Ce n’est certainement pas la technicité de ces réformes et d’autres de même veine d’où provient le peu d’empressement à s’en emparer. Cette veine-là se met en exploitation moyennant une réorientation de l’économie politique. Répandre la connaissance de la possibilité et de la nécessité de cette réorientation butte bien entendu sur de la résistance tant au changement d’idées directrices qu’à la mise en cause d’intérêts corporatistes, tant dans le secteur public que dans le secteur privé. Car de cette réorientation qui est vers davantage de maturité économique et ce faisant sociale, on peut certes attendre, lorsque de plus en plus nombreux enseignants et chercheurs et publicistes s’en seront emparés, moins de vulnérabilité de l’économie de marché à des crises d’origine financière, ce qui passe aujourd’hui par une réduction sensible des pouvoirs de la haute finance tant privée que publique.
Vers plus ou moins d’étatisation, de mercantilisation et de déresponsabilisation
Dans mon Précis d’économie objective, le titre du dernier chapitre de la partie sur la politique économique sonne comme un slogan de campagne électorale : Libérer la société civile. Ce genre d’affichage donne à redouter plus d’intentions creuses et de vues démagogiques que d’initiatives concrètes et convergentes. La première des deux orientations majeures préconisées dans ce chapitre est d’ouvrir les privatisations à des sociétés par actions restituables. La seconde est de poursuivre jusqu’à son terme la désétatisation des fournitures commerçables de sécurités économiques.

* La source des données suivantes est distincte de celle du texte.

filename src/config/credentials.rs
//! Optional login credentials for unattended runs

use secrecy::{ExposeSecret, Secret};
use serde::Deserialize;

use super::error::ValidationError;

/// Account the binary logs in with at startup.
#[derive(Debug, Clone, Deserialize)]
pub struct CredentialsConfig {
    pub email: String,
    pub password: Secret<String>,
}

impl CredentialsConfig {
    pub fn validate(&self) -> Result<(), ValidationError> {
        if self.email.is_empty() {
            return Err(ValidationError::MissingRequired("CREDENTIALS__EMAIL"));
        }
        if !self.email.contains('@') {
            return Err(ValidationError::InvalidEmail);
        }
        if self.password.expose_secret().is_empty() {
            return Err(ValidationError::MissingRequired("CREDENTIALS__PASSWORD"));
        }
        Ok(())
    }
}
//! Error types for the domain layer.

use std::collections::HashMap;
use std::error::Error;
use std::fmt;
use thiserror::Error;

/// Errors that occur during value object construction.
#[derive(Debug, Clone, PartialEq, Eq, Error)]
pub enum ValidationError {
    #[error("Field '{field}' cannot be empty")]
    EmptyField { field: String },

    #[error("Field '{field}' must be at most {max} characters, got {actual}")]
    TooLong {
        field: String,
        max: usize,
        actual: usize,
    },

    #[error("Field '{field}' has invalid format: {reason}")]
    InvalidFormat { field: String, reason: String },
}

impl ValidationError {
    /// Creates an empty field validation error.
    pub fn empty_field(field: impl Into<String>) -> Self {
        ValidationError::EmptyField { field: field.into() }
    }

    /// Creates a too-long validation error.
    pub fn too_long(field: impl Into<String>, max: usize, actual: usize) -> Self {
        ValidationError::TooLong {
            field: field.into(),
            max,
            actual,
        }
    }

    /// Creates an invalid format validation error.
    pub fn invalid_format(field: impl Into<String>, reason: impl Into<String>) -> Self {
        ValidationError::InvalidFormat {
            field: field.into(),
            reason: reason.into(),
        }
    }

    /// Returns the name of the offending field.
    pub fn field(&self) -> &str {
        match self {
            ValidationError::EmptyField { field }
            | ValidationError::TooLong { field, .. }
            | ValidationError::InvalidFormat { field, .. } => field,
        }
    }
}

/// Error codes reported by ports.
#[derive(Debug, Clone, Copy, PartialEq, Eq, Hash)]
pub enum ErrorCode {
    // Request errors
    ValidationFailed,

    // Not found errors
    SessionNotFound,
    InstructorNotFound,
    UserNotFound,
    NotParticipating,

    // State errors
    AlreadyParticipating,
    Conflict,

    // Authorization errors
    Unauthorized,
    Forbidden,

    // Infrastructure errors
    NetworkError,
    ServerError,
    DecodeError,
    InternalError,
}

impl ErrorCode {
    /// Returns true for the not-found family of codes.
    pub fn is_not_found(&self) -> bool {
        matches!(
            self,
            ErrorCode::SessionNotFound
                | ErrorCode::InstructorNotFound
                | ErrorCode::UserNotFound
                | ErrorCode::NotParticipating
        )
    }
}

impl fmt::Display for ErrorCode {
    fn fmt(&self, f: &mut fmt::Formatter<'_>) -> fmt::Result {
        let s = match self {
            ErrorCode::ValidationFailed => "VALIDATION_FAILED",
            ErrorCode::SessionNotFound => "SESSION_NOT_FOUND",
            ErrorCode::InstructorNotFound => "INSTRUCTOR_NOT_FOUND",
            ErrorCode::UserNotFound => "USER_NOT_FOUND",
            ErrorCode::NotParticipating => "NOT_PARTICIPATING",
            ErrorCode::AlreadyParticipating => "ALREADY_PARTICIPATING",
            ErrorCode::Conflict => "CONFLICT",
            ErrorCode::Unauthorized => "UNAUTHORIZED",
            ErrorCode::Forbidden => "FORBIDDEN",
            ErrorCode::NetworkError => "NETWORK_ERROR",
            ErrorCode::ServerError => "SERVER_ERROR",
            ErrorCode::DecodeError => "DECODE_ERROR",
            ErrorCode::InternalError => "INTERNAL_ERROR",
        };
        write!(f, "{}", s)
    }
}

/// Standard domain error with code, message, and optional details.
#[derive(Debug, Clone)]
pub struct DomainError {
    pub code: ErrorCode,
    pub message: String,
    pub details: HashMap<String, String>,
}

impl DomainError {
    /// Creates a new domain error.
    pub fn new(code: ErrorCode, message: impl Into<String>) -> Self {
        Self {
            code,
            message: message.into(),
            details: HashMap::new(),
        }
    }

    /// Creates a validation error for a specific field.
    pub fn validation(field: impl Into<String>, message: impl Into<String>) -> Self {
        Self::new(ErrorCode::ValidationFailed, message).with_detail("field", field.into())
    }

    /// Adds a detail to the error.
    pub fn with_detail(mut self, key: impl Into<String>, value: impl Into<String>) -> Self {
        self.details.insert(key.into(), value.into());
        self
    }

    /// Returns a detail value if present.
    pub fn detail(&self, key: &str) -> Option<&str> {
        self.details.get(key).map(String::as_str)
    }
}

impl fmt::Display for DomainError {
    fn fmt(&self, f: &mut fmt::Formatter<'_>) -> fmt::Result {
        write!(f, "[{}] {}", self.code, self.message)
    }
}

impl Error for DomainError {}

impl From<ValidationError> for DomainError {
    fn from(err: ValidationError) -> Self {
        DomainError::validation(err.field().to_string(), err.to_string())
    }
}
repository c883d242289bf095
//! Client runtime configuration

use serde::Deserialize;

/// Settings for the process itself: environment and logging.
#[derive(Debug, Clone, Deserialize)]
pub struct ClientConfig {
    /// Environment name
    #[serde(default)]
    pub environment: Environment,

    /// Tracing filter directive
    #[serde(default = "default_log_level")]
    pub log_level: String,

    /// Emit logs as JSON lines instead of human-readable text
    #[serde(default)]
    pub json_logs: bool,
}

/// Application environment
#[derive(Debug, Clone, Copy, Deserialize, PartialEq, Eq, Default)]
#[serde(rename_all = "lowercase")]
pub enum Environment {
    #[default]
    Development,
    Staging,
    Production,
}

impl ClientConfig {
    /// Check if running in production
    pub fn is_production(&self) -> bool {
        self.environment == Environment::Production
    }
}

impl Default for ClientConfig {
    fn default() -> Self {
        Self {
            environment: Environment::default(),
            log_level: default_log_level(),
            json_logs: false,
        }
    }
}

fn default_log_level() -> String {
    "info,session_booking=debug".to_string()
}

#[cfg(test)]
mod tests {
    use super::*;

    #[test]
    fn test_client_config_defaults() {
        let config = ClientConfig::default();
        assert_eq!(config.environment, Environment::Development);
        assert_eq!(config.log_level, "info,session_booking=debug");
        assert!(!config.json_logs);
    }

    #[test]
    fn test_is_production() {
        let mut config = ClientConfig::default();
        assert!(!config.is_production());

        config.environment = Environment::Production;
        assert!(config.is_production());
    }
}
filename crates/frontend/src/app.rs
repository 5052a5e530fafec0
use crate::dashboards::DockDemoPage;
use crate::shared::theme::ThemeProvider;
use leptos::prelude::*;

#[component]
pub fn App() -> impl IntoView {
    view! {
        <ThemeProvider>
            <DockDemoPage />
        </ThemeProvider>
    }
}
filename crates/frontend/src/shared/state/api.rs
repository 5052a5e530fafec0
use contracts::shared::callbacks::{BindingDescriptor, UpdateRequest, UpdateResponse};
use contracts::shared::component::Component;
use gloo_net::http::Request;

use crate::shared::api_utils::api_url;

/// Header carrying the browser session id, shown in the server request log.
pub const SESSION_HEADER: &str = "x-session-id";

/// Fetch the page component tree
pub async fn get_page_layout() -> Result<Component, String> {
    let response = Request::get(&api_url("/api/page/layout"))
        .send()
        .await
        .map_err(|e| format!("Request failed: {}", e))?;

    if !response.ok() {
        return Err(format!("HTTP error: {}", response.status()));
    }

    response
        .json()
        .await
        .map_err(|e| format!("Failed to parse response: {}", e))
}

/// Fetch the binding table of the page
pub async fn get_dependencies() -> Result<Vec<BindingDescriptor>, String> {
    let response = Request::get(&api_url("/api/page/dependencies"))
        .send()
        .await
        .map_err(|e| format!("Request failed: {}", e))?;

    if !response.ok() {
        return Err(format!("HTTP error: {}", response.status()));
    }

    response
        .json()
        .await
        .map_err(|e| format!("Failed to parse response: {}", e))
}

/// `Ok(None)` when no server binding depends on the changed input (204).
pub async fn post_update(
    session_id: &str,
    request: &UpdateRequest,
) -> Result<Option<UpdateResponse>, String> {
    let response = Request::post(&api_url("/api/page/update"))
        .header(SESSION_HEADER, session_id)
        .json(request)
        .map_err(|e| format!("Serialize error: {}", e))?
        .send()
        .await
        .map_err(|e| format!("Request failed: {}", e))?;

    if response.status() == 204 {
        return Ok(None);
    }
    if !response.ok() {
        return Err(format!("HTTP error: {}", response.status()));
    }

    response
        .json()
        .await
        .map(Some)
        .map_err(|e| format!("Failed to parse response: {}", e))
}
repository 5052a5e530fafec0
//! Dock layout tree shared between the server and the client.

pub mod model;
pub mod tab_limit;
pub mod validation;

pub use model::*;
pub use tab_limit::{TabCount, DEFAULT_FREE_TAB_LIMIT};
pub use validation::ConfigError;
//! Input components. Each one writes its value into the page store, which
//! decides whether the server has to hear about it.

use contracts::dashboards::d400_dock_demo::{PROP_CHECKED, PROP_N_CLICKS, PROP_VALUE};
use contracts::shared::callbacks::PropRef;
use contracts::shared::component::Element;
use leptos::prelude::*;
use serde_json::Value;
use thaw::{Button, Radio, RadioGroup, Switch};

use super::{parse_options, text_content};
use crate::shared::state::PageStore;
use crate::shared::theme::ColorSchemeSwitch;

fn prop_key(element: &Element, property: &str) -> PropRef {
    PropRef::new(element.id.as_deref().unwrap_or_default(), property)
}

/// Value currently known for the property, else the one the element was
/// declared with.
fn initial_value(element: &Element, store: PageStore, property: &str) -> Value {
    store
        .value_untracked(&prop_key(element, property))
        .or_else(|| element.get_prop(property).cloned())
        .unwrap_or(Value::Null)
}

pub fn string_list(value: &Value) -> Vec<String> {
    match value {
        Value::Array(items) => items
            .iter()
            .filter_map(|v| v.as_str().map(str::to_string))
            .collect(),
        _ => Vec::new(),
    }
}

/// Checked values stay in click order: a newly checked value goes last.
pub fn toggle_selection(selected: &[String], value: &str, checked: bool) -> Vec<String> {
    let mut next: Vec<String> = selected.iter().filter(|v| *v != value).cloned().collect();
    if checked {
        next.push(value.to_string());
    }
    next
}

pub fn next_click_count(current: Option<&Value>) -> u64 {
    current.and_then(Value::as_u64).unwrap_or(0) + 1
}

#[component]
pub fn Checklist(element: Element, store: PageStore) -> impl IntoView {
    let key = prop_key(&element, PROP_VALUE);
    let declared = initial_value(&element, store, PROP_VALUE);
    let current = store.watch(key.clone());
    let selected =
        Memo::new(move |_| string_list(&current.get().unwrap_or_else(|| declared.clone())));
    let options = parse_options(element.get_prop("options"));

    view! {
        <div id=element.id.clone() class="dc-checklist">
            {options
                .into_iter()
                .map(|option| {
                    let value = option.value.clone();
                    let key = key.clone();
                    let is_checked = {
                        let value = value.clone();
                        move || selected.with(|s| s.contains(&value))
                    };
                    view! {
                        <label class="dc-checklist__item">
                            <input
                                type="checkbox"
                                prop:checked=is_checked
                                on:change=move |ev| {
                                    let next = toggle_selection(
                                        &selected.get_untracked(),
                                        &value,
                                        event_target_checked(&ev),
                                    );
                                    store.set_input(key.clone(), serde_json::json!(next));
                                }
                            />
                            {option.label}
                        </label>
                    }
                })
                .collect_view()}
        </div>
    }
}

#[component]
pub fn RadioGroupControl(element: Element, store: PageStore) -> impl IntoView {
    let key = prop_key(&element, PROP_VALUE);
    let initial = initial_value(&element, store, PROP_VALUE)
        .as_str()
        .unwrap_or_default()
        .to_string();
    let selected = RwSignal::new(initial);
    let label = element
        .get_prop("label")
        .and_then(Value::as_str)
        .map(str::to_string);
    let options = parse_options(element.get_prop("options"));

    Effect::new(move |prev: Option<String>| {
        let current = selected.get();
        if prev.is_some_and(|p| p != current) {
            store.set_input(key.clone(), Value::from(current.clone()));
        }
        current
    });

    view! {
        <div id=element.id.clone() class="dc-radio-group">
            {label.map(|l| view! { <div class="dc-radio-group__label">{l}</div> })}
            <RadioGroup value=selected>
                {options
                    .into_iter()
                    .map(|o| view! { <Radio value=o.value label=o.label/> })
                    .collect_view()}
            </RadioGroup>
        </div>
    }
}

/// Counts clicks into `n_clicks`.
#[component]
pub fn ClickButton(element: Element, store: PageStore) -> impl IntoView {
    let key = prop_key(&element, PROP_N_CLICKS);
    let label = text_content(&element);

    view! {
        <span id=element.id.clone() class="dc-button">
            <Button on_click=move |_| {
                let clicks = next_click_count(store.value_untracked(&key).as_ref());
                store.set_input(key.clone(), Value::from(clicks));
            }>
                {label}
            </Button>
        </span>
    }
}

/// Sends the value on change (enter or blur), not on every keystroke.
#[component]
pub fn PasswordInput(element: Element, store: PageStore) -> impl IntoView {
    let key = prop_key(&element, PROP_VALUE);
    let initial = initial_value(&element, store, PROP_VALUE)
        .as_str()
        .unwrap_or_default()
        .to_string();
    let placeholder = element
        .get_prop("placeholder")
        .and_then(Value::as_str)
        .unwrap_or_default()
        .to_string();
    let width = element
        .get_prop("w")
        .and_then(Value::as_str)
        .map(|w| format!("width: {w};"))
        .unwrap_or_default();

    view! {
        <input
            id=element.id.clone()
            class="dc-password-input"
            type="password"
            autocomplete="off"
            placeholder=placeholder
            style=width
            prop:value=initial
            on:change=move |ev| {
                store.set_input(key.clone(), Value::from(event_target_value(&ev)));
            }
        />
    }
}

/// Switches bound to a browser-side binding drive the colour scheme; the
/// rest report `checked` like any other input.
#[component]
pub fn SwitchControl(element: Element, store: PageStore) -> impl IntoView {
    let id = element.id.clone().unwrap_or_default();
    let key = prop_key(&element, PROP_CHECKED);

    if store.is_client_input(&key) {
        return view! { <ColorSchemeSwitch id=id/> }.into_any();
    }

    let checked = RwSignal::new(
        initial_value(&element, store, PROP_CHECKED)
            .as_bool()
            .unwrap_or(false),
    );
    Effect::new(move |prev: Option<bool>| {
        let current = checked.get();
        if prev.is_some() {
            store.set_input(key.clone(), Value::from(current));
        }
        current
    });

    view! {
        <span id=id class="dc-switch">
            <Switch checked=checked/>
        </span>
    }
    .into_any()
}

#[cfg(test)]
mod tests {
    use super::*;
    use serde_json::json;

    fn strings(items: &[&str]) -> Vec<String> {
        items.iter().map(|s| s.to_string()).collect()
    }

    #[test]
    fn test_toggle_keeps_click_order() {
        let selected = strings(&["a"]);
        let selected = toggle_selection(&selected, "c", true);
        let selected = toggle_selection(&selected, "b", true);
        assert_eq!(selected, strings(&["a", "c", "b"]));

        let selected = toggle_selection(&selected, "a", false);
        assert_eq!(selected, strings(&["c", "b"]));

        // re-checking an already present value moves it last
        assert_eq!(toggle_selection(&selected, "c", true), strings(&["b", "c"]));
    }

    #[test]
    fn test_string_list() {
        assert_eq!(string_list(&json!(["b", "a"])), strings(&["b", "a"]));
        assert!(string_list(&Value::Null).is_empty());
        assert!(string_list(&json!("a")).is_empty());
    }

    #[test]
    fn test_next_click_count() {
        assert_eq!(next_click_count(None), 1);
        assert_eq!(next_click_count(Some(&Value::Null)), 1);
        assert_eq!(next_click_count(Some(&json!(4))), 5);
    }
}
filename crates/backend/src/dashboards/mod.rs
pub mod d400_dock_demo;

C’est cohérent avec la défiance dans la primauté accordée à la plus-value, qui est la voie de la mercantilisation débridée, et avec la confiance de principe dans le capitalisme de rendement, potentiellement plus respectueux des déterminants logiques des valeurs d’échange marchand (Economie Matin du 23 novembre 17). Plus largement, c’est cohérent avec tout le reste du réalisable détecté par la science économique de base (Economie Matin du 29 décembre 16). De cette détection ressort en effet deux images animées, mais inversées. Dans l’une, grâce à l’innovation de l’économie politique définie l’art de faire société produit en peu de générations moins d’étatisation, moins de mercantilisation et moins de déresponsabilisation. Dans l’autre, la modernité aux manettes s’obstine à voir une fatalité, pour l’essentiel par les confusions mentales dans lesquelles elle s’enfonce en affaires économiques. Sur cette pente, savonnée par l’économie politique néoclassique plus ou moins teintée de malthusianisme et de marxisme, devenue le grand tobogan de la finance vouée avant tout à la captation de plus-value, les sociétés humaines ne pourraient plus aller que vers davantage d’étatisation, de mercantilisation, de déresponsabilisation, ainsi que de déstabilisations. Tant que cet asservissement au présent restera aussi répandu qu’il l’est, ses instigateurs continueront à ne pas croire du tout qu’ils préparent leur discrédit en tenant pour impossible de changer à ce point de cap.